Steve Jobs found what he loved during roller-coaster ride at Apple

While investors worry about the impact of Steve Jobs's departure, rivals and customers pay tribute to the man who started a computing revolution out of a garage.

A redesigned iPod Nano was introduced in 2009. EPA
Powered by automated translation

"Unfortunately, that day has come."

With those carefully chosen words written in a brief letter, Steve Jobs announced his resignation as chief executive of Apple, the world's second most valuable company.

The news immediately deflated many diehard gadget fans, along with Apple's share price, which dropped as much as 7 per cent in after-hours trading and wiped out US$17.7 billion (Dh65bn) of its stock value, according to data compiled by Bloomberg News. Even executives at rival high-tech companies offered Mr Jobs credit for helping to innovate the global consumer electronics industry. "Obviously, he's been very instrumental," says Samer Abu-Ltaif, the general manager for the Gulf region at Microsoft.

Mr Jobs's decision hardly comes as a surprise to anyone in or out of Silicon Valley.

In recent years, the spotlight on Mr Jobs has closely followed his health issues, which many have speculated are related to his resignation this week. The popular, albeit at times combative, executive has famously survived a rare disease that accounts for less than 5 per cent of all pancreatic cancer cases.

Mr Jobs has also undergone a liver transplant and taken medical leaves three times in the past seven years, which has often led to sudden drops in Apple's shares upon news of his departures. That is how closely intertwined the man and the company he co-founded 35 years ago were.

In some ways, his ups and downs with his physical health have paralleled his roIler-coaster ride at Apple. The young man, who was adopted soon after birth, showed an interest in the emerging field of personal computing while in high school, but he lasted only a semester at Reed College in Portland, Oregon, before dropping out.

"You've got to find what you love," Mr Jobs told a sea of graduates at Stanford University in 2005. "Your work is going to fill a large part of your life, and the only way to be truly satisfied is to do what you believe is great work."

Mr Jobs got his own start after school in the technology industry by working for the videogame maker Atari. After pairing up with his buddy, Steve Wozniak, the two budding entrepreneurs sold some prize belongings, including a Volkswagen minibus and programmable HP calculator, to raise enough capital for their own venture.

On April's Fool Day, 1976, they co-founded Apple Computer. Back then, Mr Jobs was just a 21-year-old with a business in his family's California garage. Yet he and Mr Wozniak managed to sell Apple's first computer, for $666.66, then eventually raised enough interest to take the company public in 1980.

But after Mr Jobs lured John Sculley away from Pepsi to head Apple, the two clashed in a power struggle, leading Mr Jobs to hand in his resignation in 1985. It would take a further 12 years before Mr Jobs would return to Apple, first as an adviser, then eventually chief executive.

Regardless of the products that Apple was working on, employees of the company have said that Mr Jobs has kept a close eye on detail - sometimes too close - they have said.

Known for being a micromanager at times, Mr Jobs oversaw small design elements and features of many Apple gadgets during their creation phase. "It's not about pop culture, and it's not about fooling people, and it's not about convincing people that they want something they don't. We figure out what we want," Mr Jobs said about the company's success a few years ago.

"And I think we're pretty good at having the right discipline to think through whether a lot of other people are going to want it, too. That's what we get paid to do."

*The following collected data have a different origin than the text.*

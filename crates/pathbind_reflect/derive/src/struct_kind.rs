use proc_macro2::TokenStream;
use quote::quote;
use syn::{DataStruct, DeriveInput, Fields, Ident, Type};

use crate::attributes::{FieldAttributes, TypeAttributes};
use crate::path;

/// A reflected field: not `#[reflect(skip)]`.
struct ActiveField<'a> {
    ident: &'a Ident,
    ty: &'a Type,
    readonly: bool,
}

pub(crate) fn expand(ast: &DeriveInput, data: &DataStruct) -> syn::Result<TokenStream> {
    if !ast.generics.params.is_empty() {
        return Err(syn::Error::new_spanned(
            &ast.generics,
            "`Reflect` cannot be derived for generic types",
        ));
    }

    let Fields::Named(named) = &data.fields else {
        return Err(syn::Error::new_spanned(
            &ast.ident,
            "`Reflect` can only be derived for structs with named fields",
        ));
    };

    let attrs = TypeAttributes::parse(&ast.attrs)?;

    let mut fields = Vec::with_capacity(named.named.len());
    for field in &named.named {
        let field_attrs = FieldAttributes::parse(&field.attrs)?;
        if field_attrs.skip {
            continue;
        }
        let Some(ident) = field.ident.as_ref() else {
            continue;
        };
        fields.push(ActiveField {
            ident,
            ty: &field.ty,
            readonly: field_attrs.readonly,
        });
    }

    let krate = path::pathbind_reflect();
    let ident = &ast.ident;

    let type_path = path::impl_type_path(&krate, ident);
    let typed = impl_typed(&krate, ident, &fields, &attrs);
    let reflect = impl_reflect(&krate, ident);
    let struct_ops = impl_struct(&krate, ident, &fields);
    let get_type_meta = impl_get_type_meta(&krate, ident, &fields, &attrs);

    Ok(quote! {
        #type_path
        #typed
        #reflect
        #struct_ops
        #get_type_meta
    })
}

fn impl_typed(
    krate: &syn::Path,
    ident: &Ident,
    fields: &[ActiveField],
    attrs: &TypeAttributes,
) -> TokenStream {
    let info_ = path::info_(krate);

    let named_fields = fields.iter().map(|field| {
        let name = field.ident.to_string();
        let ty = field.ty;
        let readonly = field.readonly.then(|| quote! { .read_only() });
        quote! { #info_::NamedField::new::<#ty>(#name) #readonly }
    });

    let with_methods = (!attrs.methods.is_empty()).then(|| {
        let methods = attrs.methods.iter().map(|method| {
            let name = &method.name;
            let name_str = name.to_string();
            if method.has_arg {
                quote! { #info_::MethodInfo::one_arg::<Self, _, _>(#name_str, Self::#name) }
            } else {
                quote! { #info_::MethodInfo::zero_arg::<Self, _>(#name_str, Self::#name) }
            }
        });
        quote! { .with_methods([#(#methods),*]) }
    });

    quote! {
        impl #info_::Typed for #ident {
            fn type_info() -> &'static #info_::TypeInfo {
                static CELL: #info_::NonGenericTypeInfoCell = #info_::NonGenericTypeInfoCell::new();
                CELL.get_or_init(|| {
                    #info_::TypeInfo::Struct(
                        #info_::StructInfo::new::<Self>(&[#(#named_fields),*])
                            #with_methods
                    )
                })
            }
        }
    }
}

fn impl_reflect(krate: &syn::Path, ident: &Ident) -> TokenStream {
    let reflect_ = path::reflect_(krate);
    let info_ = path::info_(krate);
    let ops_ = path::ops_(krate);
    let common = path::reflect_common(krate);

    quote! {
        impl #reflect_ for #ident {
            #common

            #[inline]
            fn reflect_kind(&self) -> #info_::ReflectKind {
                #info_::ReflectKind::Struct
            }

            #[inline]
            fn reflect_ref(&self) -> #ops_::ReflectRef<'_> {
                #ops_::ReflectRef::Struct(self)
            }

            #[inline]
            fn reflect_mut(&mut self) -> #ops_::ReflectMut<'_> {
                #ops_::ReflectMut::Struct(self)
            }

            #[inline]
            fn reflect_owned(self: ::std::boxed::Box<Self>) -> #ops_::ReflectOwned {
                #ops_::ReflectOwned::Struct(self)
            }
        }
    }
}

fn impl_struct(krate: &syn::Path, ident: &Ident, fields: &[ActiveField]) -> TokenStream {
    let reflect_ = path::reflect_(krate);
    let ops_ = path::ops_(krate);

    let idents: Vec<_> = fields.iter().map(|field| field.ident).collect();
    let names: Vec<_> = idents.iter().map(|ident| ident.to_string()).collect();
    let indices: Vec<_> = (0..fields.len()).collect();
    let len = fields.len();

    let into_field_at = if fields.is_empty() {
        quote! {
            let _ = (self, index);
            ::core::option::Option::None
        }
    } else {
        quote! {
            let this = *self;
            match index {
                #(#indices => ::core::option::Option::Some(
                    ::std::boxed::Box::new(this.#idents) as ::std::boxed::Box<dyn #reflect_>
                ),)*
                _ => ::core::option::Option::None,
            }
        }
    };

    quote! {
        impl #ops_::Struct for #ident {
            fn field(&self, name: &str) -> ::core::option::Option<&dyn #reflect_> {
                match name {
                    #(#names => ::core::option::Option::Some(&self.#idents as &dyn #reflect_),)*
                    _ => ::core::option::Option::None,
                }
            }

            fn field_mut(&mut self, name: &str) -> ::core::option::Option<&mut dyn #reflect_> {
                match name {
                    #(#names => ::core::option::Option::Some(&mut self.#idents as &mut dyn #reflect_),)*
                    _ => ::core::option::Option::None,
                }
            }

            fn field_at(&self, index: usize) -> ::core::option::Option<&dyn #reflect_> {
                match index {
                    #(#indices => ::core::option::Option::Some(&self.#idents as &dyn #reflect_),)*
                    _ => ::core::option::Option::None,
                }
            }

            fn field_at_mut(&mut self, index: usize) -> ::core::option::Option<&mut dyn #reflect_> {
                match index {
                    #(#indices => ::core::option::Option::Some(&mut self.#idents as &mut dyn #reflect_),)*
                    _ => ::core::option::Option::None,
                }
            }

            fn name_at(&self, index: usize) -> ::core::option::Option<&'static str> {
                match index {
                    #(#indices => ::core::option::Option::Some(#names),)*
                    _ => ::core::option::Option::None,
                }
            }

            #[inline]
            fn field_len(&self) -> usize {
                #len
            }

            fn into_field_at(
                self: ::std::boxed::Box<Self>,
                index: usize,
            ) -> ::core::option::Option<::std::boxed::Box<dyn #reflect_>> {
                #into_field_at
            }
        }
    }
}

fn impl_get_type_meta(
    krate: &syn::Path,
    ident: &Ident,
    fields: &[ActiveField],
    attrs: &TypeAttributes,
) -> TokenStream {
    let registry_ = path::registry_(krate);
    let inserts = attrs.type_trait_inserts(&registry_);
    let field_types = fields.iter().map(|field| field.ty);

    quote! {
        impl #registry_::GetTypeMeta for #ident {
            fn get_type_meta() -> #registry_::TypeMeta {
                #[allow(unused_mut)]
                let mut meta = #registry_::TypeMeta::of::<Self>();
                #inserts
                meta
            }

            #[allow(unused_variables)]
            fn register_dependencies(registry: &mut #registry_::TypeRegistry) {
                #(registry.register::<#field_types>();)*
            }
        }
    }
}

His strategy, sales figures have shown, has clearly worked.

Many times Mr Jobs has taken to the stage in his signature blue jeans and black turtleneck to unveil products that go on to sell millions of models, whether it has been the music-playing iPod, iPhone mobile or iPad tablet.

Since his return 14 years ago, Mr Jobs has helped Apple to grow its share value from $2.08bn to $348.7bn, according to Bloomberg. Apple's stock has surged ahead more than 9,000 per cent during that time.

"People like Steve Jobs have made us ask questions a lot more," says Ashish Panjabi, the chief operating officer of Jacky's Electronics. "Who would have thought a one-button mouse was enough, when all of us were used to a three-button mouse then a two-button mouse?"

Over the years rivals in the technology manufacturing space have seen Apple grow from a niche player to a legitimate threat.

"We're always looking at Apple as a formidable competitor," says Jack Lee, the general manager for the Middle East and Africa region of Lenovo, the world's third-largest PC maker.

"When you have a competitor, you want it to be somebody who's worth for you to compete against. Apple has always been that."